Agile architecture
Agile architecture means how enterprise architects, system architects and software architects apply architectural practice in agile software development. A number of commentators have identified a tension between traditional software architecture and agile methods along the axis of adaptation (leaving architectural decisions until the last possible moment) versus anticipation (planning in advance) (Kruchten, 2010 ).[1]
Waterman, Nobel, and Allan (2015)[2] explored the tensions between spending too little time designing an up-front architecture, increasing risk, and spending too much time, negatively impacting of the delivery of value to the customer. They identify six forces that can affect agile architecture: Requirements instability, technical risk, early value, team culture, customer agility and experience.
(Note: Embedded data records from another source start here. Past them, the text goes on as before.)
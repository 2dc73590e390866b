use glam::{Quat, Vec2, Vec3};

use super::SceneBuilder;
use super::blueprint::{LocalTransform, NodeId, NodeKind, Primitive, Surface};
use crate::data::config::TvDimensions;

const KNOB_DEPTH: f32 = 0.03;
const LEG_INSET: f32 = 0.08;
const ANTENNA_ROD_RADIUS: f32 = 0.006;

pub(crate) struct TvNodes {
    pub group: NodeId,
    pub screen: NodeId,
}

fn mesh(primitive: Primitive, surface: Surface) -> NodeKind {
    NodeKind::Mesh { primitive, surface }
}

/// Cabinet on legs with bezel, screen glass, knob panel and rabbit ears.
/// Everything is positioned relative to the TV group origin on the floor.
pub(crate) fn build_tv(b: &mut SceneBuilder, parent: NodeId, tv: &TvDimensions) -> TvNodes {
    let group = b.add(Some(parent), "tv", NodeKind::Group, LocalTransform::default());
    let cab = tv.cabinet;
    let cab_y = tv.leg_height + cab.y * 0.5;
    let front = cab.z * 0.5;

    b.add(
        Some(group),
        "tv/cabinet",
        mesh(Primitive::Cuboid { size: cab }, Surface::Wood),
        LocalTransform::from_translation(Vec3::new(0.0, cab_y, 0.0)),
    );

    let screen_center = tv.screen_center();
    let bezel = tv.screen + Vec2::splat(tv.bezel_margin * 2.0);
    b.add(
        Some(group),
        "tv/bezel",
        mesh(
            Primitive::Cuboid {
                size: bezel.extend(tv.bezel_depth),
            },
            Surface::Plastic([0.05, 0.05, 0.06]),
        ),
        LocalTransform::from_translation(Vec3::new(
            screen_center.x,
            screen_center.y,
            front + tv.bezel_depth * 0.5,
        )),
    );

    let screen = b.add(
        Some(group),
        "tv/screen",
        mesh(Primitive::Quad { size: tv.screen }, Surface::StaticScreen),
        LocalTransform::from_translation(screen_center),
    );

    // Knob panel fills the cabinet face to the right of the bezel.
    let panel_left = screen_center.x + bezel.x * 0.5;
    let panel_width = (cab.x * 0.5 - panel_left).max(0.0);
    let panel_x = panel_left + panel_width * 0.5;
    let knob_rot = Quat::from_rotation_x(std::f32::consts::FRAC_PI_2);
    for (i, dy) in [0.12, 0.0].into_iter().enumerate() {
        b.add(
            Some(group),
            &format!("tv/knob_{i}"),
            mesh(
                Primitive::Cylinder {
                    radius: tv.knob_radius,
                    height: KNOB_DEPTH,
                    segments: tv.segments,
                },
                Surface::Metal,
            ),
            LocalTransform::from_translation(Vec3::new(
                panel_x,
                cab_y + dy,
                front + KNOB_DEPTH * 0.5,
            ))
            .with_rotation(knob_rot),
        );
    }
    b.add(
        Some(group),
        "tv/grille",
        mesh(
            Primitive::Cuboid {
                size: Vec3::new(panel_width * 0.7, 0.16, 0.005),
            },
            Surface::Grille,
        ),
        LocalTransform::from_translation(Vec3::new(panel_x, cab_y - 0.15, front + 0.0025)),
    );

    for (i, (sx, sz)) in [(-1.0, -1.0), (1.0, -1.0), (-1.0, 1.0), (1.0, 1.0)]
        .into_iter()
        .enumerate()
    {
        b.add(
            Some(group),
            &format!("tv/leg_{i}"),
            mesh(
                Primitive::Cylinder {
                    radius: tv.leg_radius,
                    height: tv.leg_height,
                    segments: tv.segments,
                },
                Surface::Metal,
            ),
            LocalTransform::from_translation(Vec3::new(
                sx * (cab.x * 0.5 - LEG_INSET),
                tv.leg_height * 0.5,
                sz * (cab.z * 0.5 - LEG_INSET),
            )),
        );
    }

    build_antenna(b, group, tv, tv.leg_height + cab.y);

    TvNodes { group, screen }
}

fn build_antenna(b: &mut SceneBuilder, group: NodeId, tv: &TvDimensions, top: f32) {
    let base = b.add(
        Some(group),
        "tv/antenna",
        NodeKind::Group,
        LocalTransform::from_translation(Vec3::new(0.0, top, -0.05)),
    );
    b.add(
        Some(base),
        "tv/antenna/base",
        mesh(
            Primitive::Sphere {
                radius: 0.04,
                segments: tv.segments,
            },
            Surface::Metal,
        ),
        LocalTransform::default(),
    );
    let spread = tv.antenna_spread_deg.to_radians();
    for (side, sign) in [("left", 1.0), ("right", -1.0)] {
        let rot = Quat::from_rotation_z(sign * spread);
        let len = tv.antenna_length;
        b.add(
            Some(base),
            &format!("tv/antenna/{side}_rod"),
            mesh(
                Primitive::Cylinder {
                    radius: ANTENNA_ROD_RADIUS,
                    height: len,
                    segments: 8,
                },
                Surface::Metal,
            ),
            LocalTransform::from_translation(rot * Vec3::new(0.0, len * 0.5, 0.0))
                .with_rotation(rot),
        );
        b.add(
            Some(base),
            &format!("tv/antenna/{side}_tip"),
            mesh(
                Primitive::Sphere {
                    radius: ANTENNA_ROD_RADIUS * 2.0,
                    segments: 8,
                },
                Surface::Metal,
            ),
            LocalTransform::from_translation(rot * Vec3::new(0.0, len, 0.0)),
        );
    }
}
use glam::Vec3;

use super::easing::lerp;
use crate::data::config::LightingConfig;

/// Intensities for every light role the blueprint spawns.
#[derive(Clone, Copy, Debug, PartialEq, Default)]
pub struct LightLevels {
    pub key: f32,
    pub fill: f32,
    pub screen_glow: f32,
    pub rim: f32,
    pub spiral_key: f32,
    pub spiral_glow: f32,
    /// Multiplier for the static shader as the camera closes in.
    pub screen_boost: f32,
}

/// Key dims and the screen glow grows as the dolly closes in.
pub fn intro_lights(config: &LightingConfig, eased: f32, flicker: f32) -> LightLevels {
    let e = eased.clamp(0.0, 1.0);
    LightLevels {
        key: lerp(config.key_start, config.key_end, e) * flicker,
        fill: config.fill,
        screen_glow: lerp(config.glow_start, config.glow_end, e) * flicker,
        rim: config.rim,
        spiral_key: 0.0,
        spiral_glow: 0.0,
        screen_boost: 1.0 + e * 0.35,
    }
}

pub fn spiral_lights(config: &LightingConfig, pulse: f32) -> LightLevels {
    LightLevels {
        spiral_key: config.spiral_key,
        spiral_glow: config.spiral_glow * pulse,
        screen_boost: 1.0,
        ..Default::default()
    }
}

/// Light colour eased toward the sampled poster colour of the focused card.
#[derive(Clone, Debug, PartialEq)]
pub struct GlowTracker {
    color: Vec3,
    neutral: Vec3,
    k: f32,
}

impl GlowTracker {
    pub fn new(k: f32) -> Self {
        let neutral = Vec3::new(0.75, 0.82, 1.0);
        Self {
            color: neutral,
            neutral,
            k,
        }
    }

    pub fn color(&self) -> Vec3 {
        self.color
    }

    /// `sample` of `None` drifts back toward the neutral screen tint.
    pub fn advance(&mut self, sample: Option<Vec3>, alpha: f32) {
        let goal = sample.unwrap_or(self.neutral).clamp(Vec3::ZERO, Vec3::ONE);
        self.color += (goal - self.color) * alpha.clamp(0.0, 1.0);
    }

    pub fn smoothing(&self) -> f32 {
        self.k
    }
}

#[cfg(test)]
mod tests {
    use super::*;

    #[test]
    fn glow_grows_and_key_dims_with_progress() {
        let cfg = LightingConfig::default();
        let near = intro_lights(&cfg, 1.0, 1.0);
        let far = intro_lights(&cfg, 0.0, 1.0);
        assert!(near.screen_glow > far.screen_glow);
        assert!(near.key < far.key);
        assert!(near.screen_boost > far.screen_boost);
    }

    #[test]
    fn glow_tracker_moves_toward_sample_without_overshoot() {
        let mut g = GlowTracker::new(0.06);
        let target = Vec3::new(1.0, 0.0, 0.0);
        for _ in 0..500 {
            g.advance(Some(target), 0.06);
            assert!(g.color().x <= 1.0 && g.color().y >= 0.0);
        }
        assert!((g.color() - target).length() < 1e-3);
    }

    #[test]
    fn glow_tracker_ignores_zero_alpha() {
        let mut g = GlowTracker::new(0.06);
        let before = g.color();
        g.advance(Some(Vec3::ZERO), 0.0);
        assert_eq!(g.color(), before);
    }
}
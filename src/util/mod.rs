pub mod capability;
pub mod lifetime;
pub mod loads;
pub mod media;
use glam::{Vec2, Vec3};

use super::easing::{ease_in_out, ease_in_out_inverse};
use crate::data::config::{DollyConfig, SceneConfig};

/// Camera placement. Orientation is always derived by aiming at `look_at`.
#[derive(Clone, Copy, Debug, PartialEq)]
pub struct CameraPose {
    pub position: Vec3,
    pub look_at: Vec3,
}

impl CameraPose {
    pub fn forward(&self) -> Vec3 {
        (self.look_at - self.position).normalize_or_zero()
    }
}

/// Intro camera path from the establishing shot to just behind the screen glass.
#[derive(Clone, Debug, PartialEq)]
pub struct DollyPath {
    start: Vec3,
    end: Vec3,
    look_at: Vec3,
    max_scroll: f32,
    threshold_z: f32,
}

impl DollyPath {
    pub fn new(dolly: &DollyConfig, screen_plane_z: f32) -> Self {
        Self {
            start: dolly.start,
            end: dolly.end,
            look_at: dolly.look_at,
            max_scroll: dolly.max_scroll,
            threshold_z: screen_plane_z + dolly.threshold_margin,
        }
    }

    pub fn from_config(config: &SceneConfig) -> Self {
        Self::new(&config.dolly, config.tv.screen_plane_z())
    }

    pub fn max_scroll(&self) -> f32 {
        self.max_scroll
    }

    pub fn normalized(&self, scroll_z: f32) -> f32 {
        (scroll_z / self.max_scroll).clamp(0.0, 1.0)
    }

    pub fn eased(&self, scroll_z: f32) -> f32 {
        ease_in_out(self.normalized(scroll_z))
    }

    pub fn pose(&self, scroll_z: f32) -> CameraPose {
        let e = self.eased(scroll_z);
        CameraPose {
            position: self.start + (self.end - self.start) * e,
            look_at: self.look_at,
        }
    }

    pub fn camera_z(&self, scroll_z: f32) -> f32 {
        self.pose(scroll_z).position.z
    }

    pub fn threshold_z(&self) -> f32 {
        self.threshold_z
    }

    /// Whether the rendered camera has reached the screen plane threshold.
    pub fn has_crossed(&self, scroll_z: f32) -> bool {
        self.camera_z(scroll_z) <= self.threshold_z
    }

    /// Scroll value at which the eased camera meets the threshold, solved once
    /// through the inverse easing instead of a hand-copied constant.
    pub fn threshold_progress(&self) -> f32 {
        let span = self.end.z - self.start.z;
        if span.abs() <= f32::EPSILON {
            return 0.0;
        }
        let e = ((self.threshold_z - self.start.z) / span).clamp(0.0, 1.0);
        ease_in_out_inverse(e) * self.max_scroll
    }

    /// Distance-like closeness to the screen in `[0, 1]` (1 at the threshold).
    pub fn proximity(&self, scroll_z: f32) -> f32 {
        let total = self.start.z - self.threshold_z;
        if total <= 0.0 {
            return 1.0;
        }
        ((self.start.z - self.camera_z(scroll_z)) / total).clamp(0.0, 1.0)
    }
}

/// World size of a plane at `distance` that exactly fills the view frustum.
pub fn backdrop_extent(fov_y_deg: f32, aspect: f32, distance: f32) -> Vec2 {
    let h = 2.0 * (fov_y_deg.to_radians() * 0.5).tan() * distance;
    Vec2::new(h * aspect.max(0.0), h)
}

/// The backdrop creeps closer slower than the set, scaling with eased progress.
pub fn backdrop_parallax(eased: f32) -> f32 {
    1.0 + eased * 0.3
}

#[cfg(test)]
mod tests {
    use super::*;

    fn path() -> DollyPath {
        DollyPath::from_config(&SceneConfig::default())
    }

    #[test]
    fn anchors_map_to_ends() {
        let cfg = SceneConfig::default();
        let p = path();
        assert_eq!(p.pose(0.0).position, cfg.dolly.start);
        assert!((p.pose(cfg.dolly.max_scroll).position - cfg.dolly.end).length() < 1e-5);
        assert_eq!(p.pose(-50.0), p.pose(0.0));
        assert_eq!(p.pose(1e9), p.pose(cfg.dolly.max_scroll));
    }

    #[test]
    fn threshold_progress_lands_on_threshold_z() {
        let p = path();
        let s = p.threshold_progress();
        assert!(s > 0.0 && s < p.max_scroll());
        assert!((p.camera_z(s) - p.threshold_z()).abs() < 1e-3);
        assert!(!p.has_crossed(s - 5.0));
        assert!(p.has_crossed(s + 5.0));
    }

    #[test]
    fn pose_is_lipschitz_in_scroll() {
        let p = path();
        let eps = 0.5;
        // max |d ease/dp| is 2, so |dpos| <= 2 * |end - start| * eps / max_scroll.
        let cfg = SceneConfig::default();
        let bound = 2.0 * (cfg.dolly.end - cfg.dolly.start).length() * eps / p.max_scroll() + 1e-5;
        let mut s = 0.0;
        while s < p.max_scroll() {
            let d = (p.pose(s + eps).position - p.pose(s).position).length();
            assert!(d <= bound, "jump {d} at {s}");
            s += 7.3;
        }
    }

    #[test]
    fn proximity_spans_unit_interval() {
        let p = path();
        assert_eq!(p.proximity(0.0), 0.0);
        assert!((p.proximity(p.threshold_progress()) - 1.0).abs() < 1e-3);
    }

    #[test]
    fn backdrop_fills_frustum() {
        let e = backdrop_extent(90.0, 2.0, 1.0);
        assert!((e.y - 2.0).abs() < 1e-5);
        assert!((e.x - 4.0).abs() < 1e-5);
    }
}
use bevy::pbr::Material;
use bevy::prelude::*;
use bevy::reflect::TypePath;
use bevy::render::render_resource::AsBindGroup;
use bevy::shader::ShaderRef;

/// Animated TV static on the screen glass.
#[derive(Asset, TypePath, AsBindGroup, Debug, Clone)]
pub struct StaticScreenMaterial {
    #[uniform(0)]
    // One uniform block: WebGPU allows few uniform buffers per stage.
    // Layout: [(time, brightness, push, boost), (tint.rgb, _)]
    pub u: [Vec4; 2],
}

impl Default for StaticScreenMaterial {
    fn default() -> Self {
        Self {
            u: [Vec4::new(0.0, 0.95, 0.0, 1.0), Vec4::new(0.75, 0.82, 1.0, 0.0)],
        }
    }
}

impl StaticScreenMaterial {
    pub fn set_time(&mut self, t: f32) {
        self.u[0].x = t;
    }

    pub fn set_brightness(&mut self, brightness: f32) {
        self.u[0].y = brightness;
    }

    pub fn set_push(&mut self, push: f32) {
        self.u[0].z = push;
    }

    pub fn set_boost(&mut self, boost: f32) {
        self.u[0].w = boost;
    }

    pub fn set_tint(&mut self, tint: Vec3) {
        self.u[1] = tint.extend(0.0);
    }
}

impl Material for StaticScreenMaterial {
    fn fragment_shader() -> ShaderRef {
        "shaders/static_noise.wgsl".into()
    }
}
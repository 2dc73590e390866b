use crate::data::config::EffectsConfig;

/// What the running renderer can do, probed once at setup.
#[derive(Clone, Copy, Debug, PartialEq, Eq)]
pub struct RuntimeCapabilities {
    /// HDR targets (required for bloom).
    pub hdr: bool,
    /// Full-screen image overlays (film grain).
    pub overlay_images: bool,
}

#[derive(Clone, Copy, Debug, PartialEq)]
pub struct BloomParams {
    pub strength: f32,
    pub radius: f32,
    pub threshold: f32,
}

#[derive(Clone, Copy, Debug, PartialEq)]
pub struct GrainParams {
    pub opacity: f32,
    pub frames: usize,
    pub size: u32,
}

#[derive(Clone, Copy, Debug, PartialEq)]
pub enum Effect {
    Bloom(BloomParams),
    FilmGrain(GrainParams),
}

/// Negotiated render configuration, consumed uniformly after setup.
#[derive(Clone, Debug, PartialEq)]
pub enum RenderPath {
    Composed(Vec<Effect>),
    Direct,
}

impl RenderPath {
    pub fn bloom(&self) -> Option<BloomParams> {
        self.effects().find_map(|e| match e {
            Effect::Bloom(b) => Some(*b),
            _ => None,
        })
    }

    pub fn grain(&self) -> Option<GrainParams> {
        self.effects().find_map(|e| match e {
            Effect::FilmGrain(g) => Some(*g),
            _ => None,
        })
    }

    fn effects(&self) -> impl Iterator<Item = &Effect> {
        match self {
            RenderPath::Composed(effects) => effects.iter(),
            RenderPath::Direct => [].iter(),
        }
    }

    pub fn label(&self) -> String {
        match self {
            RenderPath::Direct => "direct".to_string(),
            RenderPath::Composed(effects) => effects
                .iter()
                .map(|e| match e {
                    Effect::Bloom(_) => "bloom",
                    Effect::FilmGrain(_) => "grain",
                })
                .collect::<Vec<_>>()
                .join(" + "),
        }
    }
}

/// Keep only the requested effects the runtime supports; none left means
/// rendering straight to the surface.
pub fn negotiate(requested: &EffectsConfig, caps: RuntimeCapabilities) -> RenderPath {
    let mut effects = Vec::new();
    if requested.bloom && caps.hdr {
        effects.push(Effect::Bloom(BloomParams {
            strength: requested.bloom_strength,
            radius: requested.bloom_radius,
            threshold: requested.bloom_threshold,
        }));
    }
    if requested.grain && caps.overlay_images && requested.grain_frames > 0 {
        effects.push(Effect::FilmGrain(GrainParams {
            opacity: requested.grain_opacity,
            frames: requested.grain_frames,
            size: requested.grain_size,
        }));
    }
    if effects.is_empty() {
        RenderPath::Direct
    } else {
        RenderPath::Composed(effects)
    }
}

#[cfg(test)]
mod tests {
    use super::*;

    #[test]
    fn everything_available_composes_both() {
        let path = negotiate(
            &EffectsConfig::default(),
            RuntimeCapabilities {
                hdr: true,
                overlay_images: true,
            },
        );
        assert!(path.bloom().is_some());
        assert!(path.grain().is_some());
        assert_eq!(path.label(), "bloom + grain");
    }

    #[test]
    fn missing_hdr_drops_bloom_only() {
        let path = negotiate(
            &EffectsConfig::default(),
            RuntimeCapabilities {
                hdr: false,
                overlay_images: true,
            },
        );
        assert!(path.bloom().is_none());
        assert!(path.grain().is_some());
    }

    #[test]
    fn nothing_available_falls_back_to_direct() {
        let path = negotiate(
            &EffectsConfig::default(),
            RuntimeCapabilities {
                hdr: false,
                overlay_images: false,
            },
        );
        assert_eq!(path, RenderPath::Direct);
        assert_eq!(path.label(), "direct");
    }
}
use anyhow::{Result, bail};
use glam::{Vec2, Vec3};

use crate::data::carousel::CarouselItem;
use crate::data::config::HelixConfig;
use crate::error::SceneError;

/// One carousel tile, ready to spawn under the card group.
#[derive(Clone, Debug, PartialEq)]
pub struct CardBlueprint {
    pub index: usize,
    pub title: String,
    pub color: Vec3,
    /// Poster frame of the card's video, if it has one.
    pub poster: Option<String>,
    pub size: Vec2,
    /// Inset of the poster inside the coloured frame.
    pub poster_size: Vec2,
    /// Caption anchor below the card, in card-local space.
    pub caption_offset: Vec3,
}

pub fn build_cards(items: &[CarouselItem], helix: &HelixConfig) -> Result<Vec<CardBlueprint>> {
    let size = helix.card_size;
    if !(size.x > 0.0 && size.y > 0.0) {
        bail!(SceneError::Construction(format!(
            "card size must be positive, got {size}"
        )));
    }
    let border = size.min_element() * 0.05;
    Ok(items
        .iter()
        .enumerate()
        .map(|(index, item)| CardBlueprint {
            index,
            title: item.title.clone(),
            color: Vec3::from_array(item.color),
            poster: item.video.clone(),
            size,
            poster_size: size - Vec2::splat(border * 2.0),
            caption_offset: Vec3::new(0.0, -size.y * 0.5 - 0.08, 0.01),
        })
        .collect())
}

#[cfg(test)]
mod tests {
    use super::*;
    use crate::data::carousel::default_carousel;

    #[test]
    fn one_card_per_item_in_order() {
        let items = default_carousel();
        let cards = build_cards(&items, &HelixConfig::default()).unwrap();
        assert_eq!(cards.len(), items.len());
        for (i, card) in cards.iter().enumerate() {
            assert_eq!(card.index, i);
            assert_eq!(card.title, items[i].title);
            assert!(card.poster_size.x < card.size.x);
        }
    }

    #[test]
    fn degenerate_card_size_is_a_construction_error() {
        let helix = HelixConfig {
            card_size: Vec2::new(0.0, 1.0),
            ..HelixConfig::default()
        };
        let err = build_cards(&default_carousel(), &helix).unwrap_err();
        assert!(matches!(
            err.downcast_ref::<SceneError>(),
            Some(SceneError::Construction(_))
        ));
    }
}
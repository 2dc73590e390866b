//! Idle motion driven by wall-clock elapsed time only.
//!
//! Nothing here reads scroll progress, so static, flicker and pulsing keep a
//! constant rate whether the user is scrolling or not.

use crate::data::config::AmbientConfig;

#[derive(Clone, Copy, Debug, PartialEq)]
pub struct AmbientFrame {
    /// Static shader `time` uniform.
    pub time: f32,
    pub static_brightness: f32,
    /// Multiplier around 1.0 applied to practical lights.
    pub flicker: f32,
    /// Multiplier around 1.0 for glow sprites.
    pub pulse: f32,
    pub grain_frame: usize,
}

pub fn ambient_at(config: &AmbientConfig, elapsed: f32, grain_frames: usize) -> AmbientFrame {
    let t = elapsed.max(0.0);
    AmbientFrame {
        time: t,
        static_brightness: config.brightness_base
            + (t * config.brightness_rate).sin() * config.brightness_amp,
        flicker: flicker(t, config.flicker_amount),
        pulse: 1.0 + (t * config.pulse_rate).sin() * config.pulse_amount,
        grain_frame: grain_frame(t, config.grain_fps, grain_frames),
    }
}

/// Deterministic bounded flicker in `[1 - amount, 1 + amount]`.
pub fn flicker(t: f32, amount: f32) -> f32 {
    let n = 0.6 * (t * 13.0).sin() + 0.3 * (t * 29.7 + 1.3).sin() + 0.1 * (t * 71.3 + 0.4).sin();
    1.0 + n * amount
}

fn grain_frame(t: f32, fps: f32, frames: usize) -> usize {
    if frames == 0 || fps <= 0.0 {
        return 0;
    }
    ((t * fps).floor() as usize) % frames
}

#[cfg(test)]
mod tests {
    use super::*;

    #[test]
    fn same_time_same_frame() {
        let cfg = AmbientConfig::default();
        assert_eq!(ambient_at(&cfg, 3.25, 6), ambient_at(&cfg, 3.25, 6));
    }

    #[test]
    fn flicker_stays_bounded() {
        for i in 0..5000 {
            let f = flicker(i as f32 * 0.0173, 0.06);
            assert!((0.94 - 1e-5..=1.06 + 1e-5).contains(&f));
        }
    }

    #[test]
    fn brightness_matches_static_pulse() {
        let cfg = AmbientConfig::default();
        let a = ambient_at(&cfg, 0.0, 6);
        assert!((a.static_brightness - 0.95).abs() < 1e-6);
        assert_eq!(a.grain_frame, 0);
        let b = ambient_at(&cfg, 1.0, 6);
        assert!((b.static_brightness - (0.95 + 1.2f32.sin() * 0.05)).abs() < 1e-6);
        assert_eq!(b.grain_frame, 24 % 6);
    }

    #[test]
    fn grain_without_frames_is_zero() {
        let cfg = AmbientConfig::default();
        assert_eq!(ambient_at(&cfg, 10.0, 0).grain_frame, 0);
    }
}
These forces may be addressed by six strategies: Respond to change, address risk, emergent architecture, big design up front and use frameworks and template architectures.
Definition
[edit]Several attempts have been made to specify what makes up an agile approach to architecture. According to the SAFe framework, the principles of agile architecture are:[3]
- The teams that code the system design the system
- Build the simplest architecture that can possibly work
- When in doubt, code it out
- They build it, they test it
- The bigger the system, the longer the runway
- System architecture is a role collaboration
- There is no monopoly on innovation
Principles
[edit]At the enterprise architecture level, Scott Ambler (2016)[4] proposes the following principles:
- Communication over perfection
- Active stakeholder participation
- Enablement over inspection (exemplars)
- Evolutionary collaboration over blueprinting
- Enterprise architects are active participants on development teams
- High level models (the more complex, the more abstract)
- Capture details with working code
- Lean guidance and rules, not bureaucratic procedures
- Have a dedicated team of experienced enterprise architects
Practices
[edit]The open source Design Practice Repository (DPR) collects agile architecting practices such as:[5]
- SMART NFR Elicitation
- Architectural decision Capturing
- Stepwise Service Design[6]
References
[edit]- ^ Kruchten, P. (2010). Software Architecture and Agile Software Development — A Clash of Two Cultures? Proceedings of the 32nd ACM/IEEE International Conference on Software Engineering
- ^ Waterman, Nobel and Allan. (2015). How Much Up-Front? A Grounded Theory of Agile Architecture. In Proceedings of the 37th International Conference on Software Engineering
- ^ Leffingwell, Dean (2008-07-10). "Agile Architecture – The Whitepaper Now On Line". Scaling Software Agility. Retrieved 2017-02-06.
- ^ Ambler, S. (2016). Agile Enterprise Architecture – Disciplined and Pragmatic Strategies. [video] Retrieved from: https://www.youtube.com/watch?v=AaIiG73QE3c
- ^ "Design Practice Repository (DPR) Version 1.5 (Git Pages)". design-practice-repository. Retrieved 2024-11-22.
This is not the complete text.